Il Vantaggio della “Parte Speciale” Aggiornata

Il punto di forza di Interviste231 è l’integrazione della Parte Speciale – un documento in formato PDF di oltre 60 pagine. Questo strumento è un vademecum essenziale per il consulente 231 perché:

Nella Parte Speciale sono riportate, per ogni gruppo di reati presupposto del D.Lgs 231/01, esempi di domande specifiche da utilizzare per la mappatura dei rischi reato.

Queste domande sono state pensate per supportare la valutazione dei processi e l’individuazione delle aree di potenziale esposizione ai reati. Ad esempio, per la corruzione, le domande potrebbero riguardare i processi di selezione dei consulenti o la gestione dei regali e delle liberalità.

Il consulente è chiamato a utilizzare questo database di domande come punto di partenza, integrandole con ulteriori dettagli basati sul settore specifico dell’azienda di servizi e sulle sue peculiarità operative (es. specificità legate a contratti pubblici o servizi finanziari).

La finalità ultima delle domande, supportate dal software, è quella di identificare i punti critici nei processi aziendali e, di conseguenza, predisporre un sistema di prevenzione efficace e sostenibile ai sensi del Modello 231.
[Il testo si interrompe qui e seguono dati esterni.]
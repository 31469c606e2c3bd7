//! Time-bounded cache for listings, searches and metadata.

use bridge_traits::time::Clock;
use chrono::{DateTime, Utc};
use std::collections::HashMap;
use std::sync::Arc;
use std::time::Duration;
use tokio::sync::Mutex;
use tracing::trace;

use super::key::{CacheKey, CachedPayload};

#[derive(Debug, Clone)]
struct Entry {
    value: CachedPayload,
    stored_at: DateTime<Utc>,
}

/// Key/value store with a single TTL and lazy expiry.
///
/// Entries are checked against the TTL when read; an expired entry is removed
/// at that point and reported as a miss. There is no background sweep.
pub struct TimedCache {
    entries: Mutex<HashMap<CacheKey, Entry>>,
    ttl: Duration,
    clock: Arc<dyn Clock>,
}

impl TimedCache {
    pub fn new(ttl: Duration, clock: Arc<dyn Clock>) -> Self {
        Self {
            entries: Mutex::new(HashMap::new()),
            ttl,
            clock,
        }
    }

    pub fn ttl(&self) -> Duration {
        self.ttl
    }

    fn is_fresh(&self, entry: &Entry, now: DateTime<Utc>) -> bool {
        // A clock that moved backwards counts as age zero
        let age = (now - entry.stored_at).to_std().unwrap_or_default();
        age < self.ttl
    }

    pub async fn get(&self, key: &CacheKey) -> Option<CachedPayload> {
        let now = self.clock.now();
        let mut entries = self.entries.lock().await;

        let entry = entries.get(key)?;
        if self.is_fresh(entry, now) {
            return Some(entry.value.clone());
        }

        trace!(%key, "Timed cache entry expired");
        entries.remove(key);
        None
    }

    /// Insert or overwrite, stamping the entry with the current time.
    pub async fn set(&self, key: CacheKey, value: CachedPayload) {
        let stored_at = self.clock.now();
        self.entries
            .lock()
            .await
            .insert(key, Entry { value, stored_at });
    }

    /// When `key` was stored, without checking freshness.
    pub async fn stored_at(&self, key: &CacheKey) -> Option<DateTime<Utc>> {
        self.entries.lock().await.get(key).map(|e| e.stored_at)
    }

    pub async fn invalidate(&self, key: &CacheKey) -> bool {
        self.entries.lock().await.remove(key).is_some()
    }

    /// Remove every entry matching `predicate`; returns how many were removed.
    pub async fn invalidate_matching<F>(&self, predicate: F) -> usize
    where
        F: Fn(&CacheKey, &CachedPayload) -> bool,
    {
        let mut entries = self.entries.lock().await;
        let before = entries.len();
        entries.retain(|key, entry| !predicate(key, &entry.value));
        before - entries.len()
    }

    pub async fn clear(&self) {
        self.entries.lock().await.clear();
    }

    /// Number of stored entries, expired ones included.
    pub async fn len(&self) -> usize {
        self.entries.lock().await.len()
    }

    pub async fn is_empty(&self) -> bool {
        self.entries.lock().await.is_empty()
    }
}

#[cfg(test)]
mod tests {
    use super::*;
    use crate::test_support::file;
    use bridge_traits::time::ManualClock;

    fn cache(ttl_secs: u64) -> (TimedCache, Arc<ManualClock>) {
        let clock = Arc::new(ManualClock::default());
        let cache = TimedCache::new(Duration::from_secs(ttl_secs), clock.clone());
        (cache, clock)
    }

    fn payload(id: &str) -> CachedPayload {
        CachedPayload::Metadata(file(id, "essay.pdf", "root"))
    }

    #[tokio::test]
    async fn test_get_within_ttl_is_idempotent() {
        let (cache, clock) = cache(300);
        let key = CacheKey::metadata("f1");
        cache.set(key.clone(), payload("f1")).await;

        clock.advance(Duration::from_secs(299));
        assert_eq!(cache.get(&key).await, Some(payload("f1")));
        assert_eq!(cache.get(&key).await, Some(payload("f1")));
        assert_eq!(cache.len().await, 1);
    }

    #[tokio::test]
    async fn test_expired_entry_is_removed_on_access() {
        let (cache, clock) = cache(300);
        let key = CacheKey::metadata("f1");
        cache.set(key.clone(), payload("f1")).await;

        clock.advance(Duration::from_millis(300_001));
        assert_eq!(cache.len().await, 1);
        assert_eq!(cache.get(&key).await, None);
        assert_eq!(cache.len().await, 0);
        assert_eq!(cache.stored_at(&key).await, None);
    }

    #[tokio::test]
    async fn test_entry_at_exact_ttl_is_stale() {
        let (cache, clock) = cache(10);
        let key = CacheKey::list("root", 100, None);
        cache
            .set(key.clone(), CachedPayload::Page(Default::default()))
            .await;

        clock.advance(Duration::from_secs(10));
        assert!(cache.get(&key).await.is_none());
    }

    #[tokio::test]
    async fn test_set_overwrites_and_restamps() {
        let (cache, clock) = cache(60);
        let key = CacheKey::metadata("f1");
        cache.set(key.clone(), payload("f1")).await;
        let first = cache.stored_at(&key).await.unwrap();

        clock.advance(Duration::from_secs(30));
        cache.set(key.clone(), payload("f1")).await;
        let second = cache.stored_at(&key).await.unwrap();
        assert!(second > first);

        clock.advance(Duration::from_secs(45));
        assert!(cache.get(&key).await.is_some());
    }

    #[tokio::test]
    async fn test_invalidate_and_clear() {
        let (cache, _clock) = cache(60);
        cache.set(CacheKey::metadata("a"), payload("a")).await;
        cache.set(CacheKey::metadata("b"), payload("b")).await;
        cache.set(CacheKey::metadata("c"), payload("c")).await;

        assert!(cache.invalidate(&CacheKey::metadata("a")).await);
        assert!(!cache.invalidate(&CacheKey::metadata("a")).await);

        let removed = cache
            .invalidate_matching(|key, _| key.concerns("b"))
            .await;
        assert_eq!(removed, 1);
        assert_eq!(cache.len().await, 1);

        cache.clear().await;
        assert!(cache.is_empty().await);
    }
}
//! Cache keys and cached values.

use bridge_traits::storage::{FilePage, RemoteFile};
use std::fmt;

/// Identifies one cached read.
///
/// Two requests with the same parameters produce equal keys. The `Display`
/// form is stable and only used for logging.
#[derive(Debug, Clone, PartialEq, Eq, Hash)]
pub enum CacheKey {
    Metadata {
        file_id: String,
    },
    List {
        folder_id: String,
        page_size: u32,
        page_token: Option<String>,
    },
    Search {
        text: String,
        folder_id: Option<String>,
    },
    FolderChildren {
        folder_id: String,
    },
}

impl CacheKey {
    pub fn metadata(file_id: impl Into<String>) -> Self {
        CacheKey::Metadata {
            file_id: file_id.into(),
        }
    }

    pub fn list(folder_id: impl Into<String>, page_size: u32, page_token: Option<&str>) -> Self {
        CacheKey::List {
            folder_id: folder_id.into(),
            page_size,
            page_token: page_token.map(str::to_string),
        }
    }

    pub fn search(text: impl Into<String>, folder_id: Option<&str>) -> Self {
        CacheKey::Search {
            text: text.into(),
            folder_id: folder_id.map(str::to_string),
        }
    }

    pub fn folder_children(folder_id: impl Into<String>) -> Self {
        CacheKey::FolderChildren {
            folder_id: folder_id.into(),
        }
    }

    /// The object or folder this entry describes, if any.
    pub fn scope_id(&self) -> Option<&str> {
        match self {
            CacheKey::Metadata { file_id } => Some(file_id),
            CacheKey::List { folder_id, .. } | CacheKey::FolderChildren { folder_id } => {
                Some(folder_id)
            }
            CacheKey::Search { folder_id, .. } => folder_id.as_deref(),
        }
    }

    /// Whether invalidating `id` must drop this entry.
    pub fn concerns(&self, id: &str) -> bool {
        self.scope_id() == Some(id)
    }
}

impl fmt::Display for CacheKey {
    fn fmt(&self, f: &mut fmt::Formatter<'_>) -> fmt::Result {
        match self {
            CacheKey::Metadata { file_id } => write!(f, "metadata:{}", file_id),
            CacheKey::List {
                folder_id,
                page_size,
                page_token,
            } => write!(
                f,
                "list:{}:{}:{}",
                folder_id,
                page_size,
                page_token.as_deref().unwrap_or("-")
            ),
            CacheKey::Search { text, folder_id } => write!(
                f,
                "search:{}:{}",
                text,
                folder_id.as_deref().unwrap_or("*")
            ),
            CacheKey::FolderChildren { folder_id } => write!(f, "folders:{}", folder_id),
        }
    }
}

/// A value held by the timed cache.
#[derive(Debug, Clone, PartialEq)]
pub enum CachedPayload {
    Metadata(RemoteFile),
    Page(FilePage),
    Search(Vec<RemoteFile>),
    Folders(Vec<RemoteFile>),
}

impl CachedPayload {
    fn records(&self) -> &[RemoteFile] {
        match self {
            CachedPayload::Metadata(file) => std::slice::from_ref(file),
            CachedPayload::Page(page) => &page.items,
            CachedPayload::Search(items) | CachedPayload::Folders(items) => items,
        }
    }

    /// Whether any record in this value is `id` itself or a child of `id`.
    pub fn references(&self, id: &str) -> bool {
        self.records()
            .iter()
            .any(|record| record.id == id || record.has_parent(id))
    }
}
Per il consulente 231, l’intervista per la valutazione dei rischi è l’arte di tradurre la norma in realtà aziendale. Nelle aziende di servizi, dove i rischi sono spesso “intangibili” e legati a procedure decisionali, la combinazione di una metodologia di intervista rigorosa e l’efficacia di un software come Interviste231 – con la sua Parte Speciale – garantisce una mappatura del rischio esaustiva e misurabile, ponendo le basi per un MOGC robusto e davvero efficace.